Exemplars can be used to simulate virtual constructors by having an Abstract Base
Exemplar examine the data and return the appropriate new object. By moving all
member functions signatures to the base class as virtual functions (Inclusion
Polymorphism) one can handle objects by using pointers to their base classes. This
simulates a more dynamic style of object referencing. Frame-based programming, in
which messages are dispatched to subclasses using a single "doit" function, is more
dynamic but is subject to performance problems and requires a good error recovery
subsystem.
Inclusion Polymorphism is a good idea, but requires more software support to be
feasible. Putting the member functions of subclasses in a common class make a system
inflexible, and requires substantial recompilation when an interface is changed,
making incremental development difficult. Coplien is aware of these problems and
gives some program administration tips to help. A large project would require either
strict conventions or a source preprocessor. It is important to remember that any
software system in C++ will require style and use conventions. As one pushes C++
into the realm of the dynamic these conventions become important. Abstract base
exemplars need some information about their subclasses to implement virtual
constructors. The idea of an Autonomous Generic Constructor allows abstract base
exemplars to keep a list of their subclasses and return the first one that can
successfully construct itself from the input data.
Chapter 9, "Emulating Symbolic Language Styles with C++," describes how, by using
Envelope/Letter classes with Exemplars to create what Coplien calls the symbolic
canonical form, one can create a system that supports incremental development,
dynamic loading and reloading, and garbage collection.
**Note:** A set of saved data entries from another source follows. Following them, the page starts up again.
/// Dynamic import: `import('./y')`.
static DYNAMIC_IMPORT_RE: Lazy<Regex> =
    Lazy::new(|| Regex::new(r#"import\(\s*['"]([^'"]+)['"]\s*\)"#).unwrap());

/// CommonJS require: `require('./y')`.
static REQUIRE_RE: Lazy<Regex> =
    Lazy::new(|| Regex::new(r#"require\(\s*['"]([^'"]+)['"]\s*\)"#).unwrap());

/// Branching keywords counted for the complexity heuristic.
static BRANCH_RE: Lazy<Regex> =
    Lazy::new(|| Regex::new(r"\b(?:if|for|while|switch|case|try|catch)\b").unwrap());

/// Exported symbols counted for the importance heuristic.
static EXPORT_RE: Lazy<Regex> = Lazy::new(|| Regex::new(r"\bexport\b").unwrap());

/// Candidate suffixes tried, in order, when resolving a relative import.
const RESOLVE_SUFFIXES: [&str; 8] = [
    "", ".ts", ".tsx", ".js", ".jsx", "/index.ts", "/index.tsx", "/index.js",
];

/// Builds a [`DependencyGraph`] from a root directory.
#[derive(Debug)]
pub struct GraphBuilder {
    config: AnalysisConfig,
    exclude_globs: Option<GlobSet>,
}

impl GraphBuilder {
    /// Create a builder, compiling the configured exclude globs.
    pub fn new(config: &AnalysisConfig) -> Result<Self> {
        let exclude_globs = compile_globset(&config.exclude_patterns)?;
        Ok(Self {
            config: config.clone(),
            exclude_globs,
        })
    }

    /// Build the full graph for `root`: discover files, analyze each, then
    /// link edges and back-fill dependents in a second pass.
    pub fn build(&self, root: &Path) -> Result<DependencyGraph> {
        if !root.exists() {
            return Err(GordianError::validation(format!(
                "analysis root does not exist: {}",
                root.display()
            )));
        }

        let files = self.discover(root);
        info!(count = files.len(), root = %root.display(), "discovered source files");

        // First pass: every discovered path gets an id before any import is
        // resolved, so resolution can check membership in this scan.
        let known: HashMap<String, String> = files
            .iter()
            .map(|path| (path.clone(), node_id_for_path(path)))
            .collect();

        let mut graph = DependencyGraph::new();
        for path in &files {
            let node = self.analyze_file(path, &known);
            graph.insert_node(node);
        }

        // Second pass: edges only for dependencies that resolved to a node
        // discovered in this scan. Dangling fallback ids stay in the
        // dependency list but produce no edge.
        let mut links = Vec::new();
        for node in graph.nodes.values() {
            for dep in &node.dependencies {
                if graph.nodes.contains_key(dep) {
                    links.push((node.id.clone(), dep.clone()));
                }
            }
        }
        for (source, target) in links {
            graph.insert_edge(GraphEdge::import(source, target));
        }

        info!(
            nodes = graph.metrics.node_count,
            edges = graph.metrics.edge_count,
            "dependency graph built"
        );
        Ok(graph)
    }

    /// Walk the root, returning normalized path strings for every source
    /// file. Traversal errors are logged and the affected subtree skipped.
    fn discover(&self, root: &Path) -> Vec<String> {
        let mut files = Vec::new();

        let mut walker = WalkDir::new(root)
            .follow_links(false)
            .into_iter()
            .filter_entry(|entry| {
                if entry.file_type().is_dir() {
                    if let Some(name) = entry.file_name().to_str() {
                        if entry.depth() > 0 && self.config.is_excluded_dir(name) {
                            return false;
                        }
                    }
                }
                true
            });

        loop {
            match walker.next() {
                None => break,
                Some(Err(err)) => {
                    warn!("skipping unreadable path during scan: {err}");
                }
                Some(Ok(entry)) => {
                    if !entry.file_type().is_file() {
                        continue;
                    }
                    let path = entry.path();
                    let Some(extension) = path.extension().and_then(|e| e.to_str()) else {
                        continue;
                    };
                    if !self.config.is_source_extension(extension) {
                        continue;
                    }
                    if let Some(globs) = &self.exclude_globs {
                        if globs.is_match(path) {
                            debug!(path = %path.display(), "excluded by glob pattern");
                            continue;
                        }
                    }
                    if let Ok(metadata) = entry.metadata() {
                        if metadata.len() > self.config.max_file_size_bytes {
                            debug!(path = %path.display(), "skipping oversized file");
                            continue;
                        }
                    }
                    files.push(normalize_path(path));
                }
            }
        }

        files.sort();
        files
    }

    /// Analyze one file into a node: metadata heuristics plus resolved
    /// dependency ids. Read failures degrade to a default-metadata node.
    fn analyze_file(&self, path_str: &str, known: &HashMap<String, String>) -> DependencyNode {
        let path = Path::new(path_str);

        let content = match std::fs::read_to_string(path) {
            Ok(content) => content,
            Err(err) => {
                warn!(path = %path.display(), "failed to read file, using degraded node: {err}");
                return DependencyNode::file(path_str, NodeMetadata::degraded());
            }
        };

        let (size, last_modified) = match std::fs::metadata(path) {
            Ok(meta) => (
                meta.len(),
                meta.modified()
                    .map(DateTime::<Utc>::from)
                    .unwrap_or_else(|_| Utc::now()),
            ),
            Err(_) => (content.len() as u64, Utc::now()),
        };

        let metadata = NodeMetadata {
            size,
            complexity: complexity_of(&content),
            last_modified,
            importance: importance_of(path_str, &content),
            stability: stability_of(last_modified),
        };

        let mut node = DependencyNode::file(path_str, metadata);
        for specifier in extract_imports(&content) {
            if let Some(id) = resolve_import(path, &specifier, known) {
                node.dependencies.push(id);
            }
        }
        node
    }
}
Coplien provides
system-dependent code that works on a Sun (SunOS 4.0, it seems) with the AT&T USL
C++ Release 3 compiler. To support dynamic loading in C++ with objects, one needs
procedures to load new virtual functions and to change object formats. All loadable
functions must be virtual, because when the new one is loaded, one edits the
virtual-function table (vtbl) and replaces the pointer to the old function with that of
the new. One also needs a way of indexing the vtbl, so that the slot for each virtual
member function is known. Loading an object with a new data format is more difficult.
It requires that one keep a list of all objects and apply a conversion-function to them
(called cutover) when the new object is loaded. There is also some trickiness with the
order in which the operations are performed, and one must assure that cutover is
applied only once for each object. Because the overhead to support these mechanisms
can be cumbersome, one would only want to implement a system this way if the
dynamic properties are important. Unfortunately, dynamic loading is implementation
dependent.
Coplien also shows how to implement garbage collection using a combined
mark-and-sweep and Baker's algorithm (semispace copying). The algorithm requires
each class to allocate from a memory pool and each object to have mark and in use bits.
When free memory becomes low, first the objects in the exemplar's master list are
marked, then the memory pool is scanned and the unmarked objects in use are
reclaimed. The disadvantage of this system is the fixed-size memory pools. The chapter
ends with an implementation of multi-methods using the symbolic canonical form.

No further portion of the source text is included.